Segment Open

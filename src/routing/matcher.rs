//! Route matching logic.
//!
//! # Responsibilities
//! - Match path prefix on segment boundaries (case-sensitive)
//! - Match request method against an allowed set
//! - A route matches when both its path and method conditions hold
//!
//! # Design Decisions
//! - Path matching is case-sensitive and segment aware: `/api/v1/users`
//!   matches `/api/v1/users/7` but not `/api/v1/usersettings`
//! - Empty method set = always matches (wildcard)
//! - No regex to guarantee O(n) matching
//! - Paths with `.` or `..` segments are never matched; the dispatcher rejects
//!   them before lookup since an upstream would resolve them past the prefix

use axum::http::Method;

/// Trait for matching requests against conditions.
pub trait Matcher: Send + Sync + std::fmt::Debug {
    /// Returns true if the method and path satisfy this condition.
    fn matches(&self, method: &Method, path: &str) -> bool;
}

/// Matches the request path prefix.
#[derive(Debug, Clone)]
pub struct PathPrefixMatcher {
    prefix: String,
    exact: bool,
}

impl PathPrefixMatcher {
    /// Create a new path prefix matcher. A trailing slash on the prefix is ignored.
    pub fn new(prefix: impl Into<String>) -> Self {
        let mut prefix = prefix.into();
        while prefix.len() > 1 && prefix.ends_with('/') {
            prefix.pop();
        }
        Self {
            prefix,
            exact: false,
        }
    }

    /// Match only the prefix itself (with or without a trailing slash).
    pub fn exact(prefix: impl Into<String>) -> Self {
        Self {
            exact: true,
            ..Self::new(prefix)
        }
    }

    pub fn prefix(&self) -> &str {
        &self.prefix
    }

    /// Length used to rank overlapping prefixes.
    pub fn specificity(&self) -> usize {
        self.prefix.len()
    }
}

impl Matcher for PathPrefixMatcher {
    fn matches(&self, _method: &Method, path: &str) -> bool {
        if self.prefix == "/" {
            return !self.exact || path == "/";
        }
        let Some(rest) = path.strip_prefix(self.prefix.as_str()) else {
            return false;
        };
        if self.exact {
            rest.is_empty() || rest == "/"
        } else {
            rest.is_empty() || rest.starts_with('/')
        }
    }
}

/// True if any segment of `path` is `.` or `..`. Percent-encoded dots
/// (`%2e`) and separators (`%2f`, `%5c`, `\`) are treated as their plain forms.
pub fn has_dot_segments(path: &str) -> bool {
    let lowered = path.to_ascii_lowercase();
    let unified = lowered
        .replace("%2f", "/")
        .replace("%5c", "/")
        .replace('\\', "/");
    unified.split('/').any(|segment| {
        let decoded = segment.replace("%2e", ".");
        decoded == "." || decoded == ".."
    })
}

/// Matches the request method.
#[derive(Debug, Clone, Default)]
pub struct MethodMatcher {
    allowed: Vec<Method>,
}

impl MethodMatcher {
    pub fn new(allowed: Vec<Method>) -> Self {
        Self { allowed }
    }

    pub fn any() -> Self {
        Self::default()
    }
}

impl Matcher for MethodMatcher {
    fn matches(&self, method: &Method, _path: &str) -> bool {
        self.allowed.is_empty() || self.allowed.contains(method)
    }
}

Segment Closed

* About this exercise *
Report how many lines in the records above contain the word "decoded", giving only the number.

* Finished task *
2